YOUR GOAL
The records that follow are to be given again exactly.
*** Begin section ***
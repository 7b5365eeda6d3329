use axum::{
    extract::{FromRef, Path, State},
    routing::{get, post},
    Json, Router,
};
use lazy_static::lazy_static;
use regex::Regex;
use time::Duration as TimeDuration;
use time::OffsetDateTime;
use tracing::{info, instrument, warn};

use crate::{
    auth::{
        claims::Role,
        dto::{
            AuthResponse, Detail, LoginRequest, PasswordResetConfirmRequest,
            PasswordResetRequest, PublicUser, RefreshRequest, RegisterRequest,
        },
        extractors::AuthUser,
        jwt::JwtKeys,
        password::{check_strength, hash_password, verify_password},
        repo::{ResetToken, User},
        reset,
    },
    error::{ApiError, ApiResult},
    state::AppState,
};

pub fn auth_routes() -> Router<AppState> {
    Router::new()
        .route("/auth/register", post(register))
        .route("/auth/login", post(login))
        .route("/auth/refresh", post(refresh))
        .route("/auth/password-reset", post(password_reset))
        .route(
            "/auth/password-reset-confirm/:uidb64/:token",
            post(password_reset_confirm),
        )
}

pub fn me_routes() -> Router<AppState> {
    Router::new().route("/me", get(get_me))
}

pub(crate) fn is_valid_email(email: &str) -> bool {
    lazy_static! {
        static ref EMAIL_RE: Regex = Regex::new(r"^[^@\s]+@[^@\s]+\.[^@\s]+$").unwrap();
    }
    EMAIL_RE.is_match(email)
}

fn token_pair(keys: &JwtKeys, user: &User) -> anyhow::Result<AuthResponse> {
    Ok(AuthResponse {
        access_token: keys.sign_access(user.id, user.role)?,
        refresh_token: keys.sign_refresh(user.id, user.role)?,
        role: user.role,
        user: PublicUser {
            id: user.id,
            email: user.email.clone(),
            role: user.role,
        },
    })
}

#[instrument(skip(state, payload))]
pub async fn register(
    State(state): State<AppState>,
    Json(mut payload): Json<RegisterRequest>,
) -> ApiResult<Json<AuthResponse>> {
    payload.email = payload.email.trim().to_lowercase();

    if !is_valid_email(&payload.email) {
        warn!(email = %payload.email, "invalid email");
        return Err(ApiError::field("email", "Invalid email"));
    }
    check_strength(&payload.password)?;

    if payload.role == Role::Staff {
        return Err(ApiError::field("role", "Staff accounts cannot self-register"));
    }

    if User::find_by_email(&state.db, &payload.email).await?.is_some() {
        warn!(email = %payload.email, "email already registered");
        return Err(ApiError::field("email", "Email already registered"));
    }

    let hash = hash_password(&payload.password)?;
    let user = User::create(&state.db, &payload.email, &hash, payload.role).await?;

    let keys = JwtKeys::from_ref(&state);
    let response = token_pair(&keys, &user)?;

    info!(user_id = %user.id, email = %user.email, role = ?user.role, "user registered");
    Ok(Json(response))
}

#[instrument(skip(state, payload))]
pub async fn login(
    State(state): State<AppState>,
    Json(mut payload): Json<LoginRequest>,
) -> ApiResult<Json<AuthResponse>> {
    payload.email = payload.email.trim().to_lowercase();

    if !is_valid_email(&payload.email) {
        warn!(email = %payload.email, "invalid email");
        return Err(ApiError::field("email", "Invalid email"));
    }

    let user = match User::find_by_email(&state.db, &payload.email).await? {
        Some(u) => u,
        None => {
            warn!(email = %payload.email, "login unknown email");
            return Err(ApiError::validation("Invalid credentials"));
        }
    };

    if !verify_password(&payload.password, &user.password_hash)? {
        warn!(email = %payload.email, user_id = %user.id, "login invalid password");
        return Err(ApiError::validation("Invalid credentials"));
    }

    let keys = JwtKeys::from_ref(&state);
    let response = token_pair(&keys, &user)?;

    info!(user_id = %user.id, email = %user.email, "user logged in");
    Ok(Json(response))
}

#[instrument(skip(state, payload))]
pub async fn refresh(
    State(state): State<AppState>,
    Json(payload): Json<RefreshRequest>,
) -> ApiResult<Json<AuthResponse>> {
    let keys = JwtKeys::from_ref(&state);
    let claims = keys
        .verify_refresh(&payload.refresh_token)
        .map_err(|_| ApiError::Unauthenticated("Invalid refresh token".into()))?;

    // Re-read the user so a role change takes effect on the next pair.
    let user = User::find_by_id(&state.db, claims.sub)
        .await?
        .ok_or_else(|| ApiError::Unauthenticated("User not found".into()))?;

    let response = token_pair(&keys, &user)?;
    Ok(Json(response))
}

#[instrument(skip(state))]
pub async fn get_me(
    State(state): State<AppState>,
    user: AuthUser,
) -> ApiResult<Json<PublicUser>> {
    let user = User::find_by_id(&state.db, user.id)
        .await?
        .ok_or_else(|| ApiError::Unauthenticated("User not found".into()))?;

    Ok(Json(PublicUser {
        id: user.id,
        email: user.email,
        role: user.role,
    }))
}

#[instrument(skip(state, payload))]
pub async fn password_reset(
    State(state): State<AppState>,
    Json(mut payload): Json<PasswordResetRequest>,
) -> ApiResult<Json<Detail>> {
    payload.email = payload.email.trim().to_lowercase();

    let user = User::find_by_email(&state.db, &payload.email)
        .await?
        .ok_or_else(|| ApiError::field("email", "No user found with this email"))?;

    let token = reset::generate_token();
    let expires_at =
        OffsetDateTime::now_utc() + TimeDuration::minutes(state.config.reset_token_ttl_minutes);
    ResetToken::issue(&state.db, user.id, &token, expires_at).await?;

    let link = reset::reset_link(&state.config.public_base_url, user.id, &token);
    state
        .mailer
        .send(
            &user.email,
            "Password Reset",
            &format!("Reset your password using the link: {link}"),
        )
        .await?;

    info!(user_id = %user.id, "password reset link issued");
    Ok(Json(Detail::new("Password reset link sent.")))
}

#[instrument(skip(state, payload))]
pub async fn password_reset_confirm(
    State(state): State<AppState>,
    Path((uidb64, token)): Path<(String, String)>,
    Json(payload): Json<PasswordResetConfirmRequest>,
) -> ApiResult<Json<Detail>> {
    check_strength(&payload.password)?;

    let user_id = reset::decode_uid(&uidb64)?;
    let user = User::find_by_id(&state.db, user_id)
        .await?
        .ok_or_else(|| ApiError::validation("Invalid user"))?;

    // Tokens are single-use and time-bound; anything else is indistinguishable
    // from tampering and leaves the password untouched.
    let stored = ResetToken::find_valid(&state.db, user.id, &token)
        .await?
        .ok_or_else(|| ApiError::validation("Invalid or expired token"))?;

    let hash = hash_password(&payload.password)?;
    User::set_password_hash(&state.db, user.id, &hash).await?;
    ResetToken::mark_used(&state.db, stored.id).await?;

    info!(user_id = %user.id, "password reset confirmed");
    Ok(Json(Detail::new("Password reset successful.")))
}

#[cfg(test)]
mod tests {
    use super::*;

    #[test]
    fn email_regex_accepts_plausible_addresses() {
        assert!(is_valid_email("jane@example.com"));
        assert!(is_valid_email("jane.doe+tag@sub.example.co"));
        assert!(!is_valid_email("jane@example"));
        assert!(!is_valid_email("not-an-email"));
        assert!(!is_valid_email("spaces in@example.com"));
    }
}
*** End section ***
YOUR SOLUTION
repository 7b5365eeda6d3329
use axum::{
    extract::{FromRef, Path, State},
    routing::{get, post},
    Json, Router,
};
use lazy_static::lazy_static;
use regex::Regex;
use time::Duration as TimeDuration;
use time::OffsetDateTime;
use tracing::{info, instrument, warn};

use crate::{
    auth::{
        claims::Role,
        dto::{
            AuthResponse, Detail, LoginRequest, PasswordResetConfirmRequest,
            PasswordResetRequest, PublicUser, RefreshRequest, RegisterRequest,
        },
        extractors::AuthUser,
        jwt::JwtKeys,
        password::{check_strength, hash_password, verify_password},
        repo::{ResetToken, User},
        reset,
    },
    error::{ApiError, ApiResult},
    state::AppState,
};

pub fn auth_routes() -> Router<AppState> {
    Router::new()
        .route("/auth/register", post(register))
        .route("/auth/login", post(login))
        .route("/auth/refresh", post(refresh))
        .route("/auth/password-reset", post(password_reset))
        .route(
            "/auth/password-reset-confirm/:uidb64/:token",
            post(password_reset_confirm),
        )
}

pub fn me_routes() -> Router<AppState> {
    Router::new().route("/me", get(get_me))
}

pub(crate) fn is_valid_email(email: &str) -> bool {
    lazy_static! {
        static ref EMAIL_RE: Regex = Regex::new(r"^[^@\s]+@[^@\s]+\.[^@\s]+$").unwrap();
    }
    EMAIL_RE.is_match(email)
}

fn token_pair(keys: &JwtKeys, user: &User) -> anyhow::Result<AuthResponse> {
    Ok(AuthResponse {
        access_token: keys.sign_access(user.id, user.role)?,
        refresh_token: keys.sign_refresh(user.id, user.role)?,
        role: user.role,
        user: PublicUser {
            id: user.id,
            email: user.email.clone(),
            role: user.role,
        },
    })
}

#[instrument(skip(state, payload))]
pub async fn register(
    State(state): State<AppState>,
    Json(mut payload): Json<RegisterRequest>,
) -> ApiResult<Json<AuthResponse>> {
    payload.email = payload.email.trim().to_lowercase();

    if !is_valid_email(&payload.email) {
        warn!(email = %payload.email, "invalid email");
        return Err(ApiError::field("email", "Invalid email"));
    }
    check_strength(&payload.password)?;

    if payload.role == Role::Staff {
        return Err(ApiError::field("role", "Staff accounts cannot self-register"));
    }

    if User::find_by_email(&state.db, &payload.email).await?.is_some() {
        warn!(email = %payload.email, "email already registered");
        return Err(ApiError::field("email", "Email already registered"));
    }

    let hash = hash_password(&payload.password)?;
    let user = User::create(&state.db, &payload.email, &hash, payload.role).await?;

    let keys = JwtKeys::from_ref(&state);
    let response = token_pair(&keys, &user)?;

    info!(user_id = %user.id, email = %user.email, role = ?user.role, "user registered");
    Ok(Json(response))
}

#[instrument(skip(state, payload))]
pub async fn login(
    State(state): State<AppState>,
    Json(mut payload): Json<LoginRequest>,
) -> ApiResult<Json<AuthResponse>> {
    payload.email = payload.email.trim().to_lowercase();

    if !is_valid_email(&payload.email) {
        warn!(email = %payload.email, "invalid email");
        return Err(ApiError::field("email", "Invalid email"));
    }

    let user = match User::find_by_email(&state.db, &payload.email).await? {
        Some(u) => u,
        None => {
            warn!(email = %payload.email, "login unknown email");
            return Err(ApiError::validation("Invalid credentials"));
        }
    };

    if !verify_password(&payload.password, &user.password_hash)? {
        warn!(email = %payload.email, user_id = %user.id, "login invalid password");
        return Err(ApiError::validation("Invalid credentials"));
    }

    let keys = JwtKeys::from_ref(&state);
    let response = token_pair(&keys, &user)?;

    info!(user_id = %user.id, email = %user.email, "user logged in");
    Ok(Json(response))
}

#[instrument(skip(state, payload))]
pub async fn refresh(
    State(state): State<AppState>,
    Json(payload): Json<RefreshRequest>,
) -> ApiResult<Json<AuthResponse>> {
    let keys = JwtKeys::from_ref(&state);
    let claims = keys
        .verify_refresh(&payload.refresh_token)
        .map_err(|_| ApiError::Unauthenticated("Invalid refresh token".into()))?;

    // Re-read the user so a role change takes effect on the next pair.
    let user = User::find_by_id(&state.db, claims.sub)
        .await?
        .ok_or_else(|| ApiError::Unauthenticated("User not found".into()))?;

    let response = token_pair(&keys, &user)?;
    Ok(Json(response))
}

#[instrument(skip(state))]
pub async fn get_me(
    State(state): State<AppState>,
    user: AuthUser,
) -> ApiResult<Json<PublicUser>> {
    let user = User::find_by_id(&state.db, user.id)
        .await?
        .ok_or_else(|| ApiError::Unauthenticated("User not found".into()))?;

    Ok(Json(PublicUser {
        id: user.id,
        email: user.email,
        role: user.role,
    }))
}

#[instrument(skip(state, payload))]
pub async fn password_reset(
    State(state): State<AppState>,
    Json(mut payload): Json<PasswordResetRequest>,
) -> ApiResult<Json<Detail>> {
    payload.email = payload.email.trim().to_lowercase();

    let user = User::find_by_email(&state.db, &payload.email)
        .await?
        .ok_or_else(|| ApiError::field("email", "No user found with this email"))?;

    let token = reset::generate_token();
    let expires_at =
        OffsetDateTime::now_utc() + TimeDuration::minutes(state.config.reset_token_ttl_minutes);
    ResetToken::issue(&state.db, user.id, &token, expires_at).await?;

    let link = reset::reset_link(&state.config.public_base_url, user.id, &token);
    state
        .mailer
        .send(
            &user.email,
            "Password Reset",
            &format!("Reset your password using the link: {link}"),
        )
        .await?;

    info!(user_id = %user.id, "password reset link issued");
    Ok(Json(Detail::new("Password reset link sent.")))
}

#[instrument(skip(state, payload))]
pub async fn password_reset_confirm(
    State(state): State<AppState>,
    Path((uidb64, token)): Path<(String, String)>,
    Json(payload): Json<PasswordResetConfirmRequest>,
) -> ApiResult<Json<Detail>> {
    check_strength(&payload.password)?;

    let user_id = reset::decode_uid(&uidb64)?;
    let user = User::find_by_id(&state.db, user_id)
        .await?
        .ok_or_else(|| ApiError::validation("Invalid user"))?;

    // Tokens are single-use and time-bound; anything else is indistinguishable
    // from tampering and leaves the password untouched.
    let stored = ResetToken::find_valid(&state.db, user.id, &token)
        .await?
        .ok_or_else(|| ApiError::validation("Invalid or expired token"))?;

    let hash = hash_password(&payload.password)?;
    User::set_password_hash(&state.db, user.id, &hash).await?;
    ResetToken::mark_used(&state.db, stored.id).await?;

    info!(user_id = %user.id, "password reset confirmed");
    Ok(Json(Detail::new("Password reset successful.")))
}

#[cfg(test)]
mod tests {
    use super::*;

    #[test]
    fn email_regex_accepts_plausible_addresses() {
        assert!(is_valid_email("jane@example.com"));
        assert!(is_valid_email("jane.doe+tag@sub.example.co"));
        assert!(!is_valid_email("jane@example"));
        assert!(!is_valid_email("not-an-email"));
        assert!(!is_valid_email("spaces in@example.com"));
    }
}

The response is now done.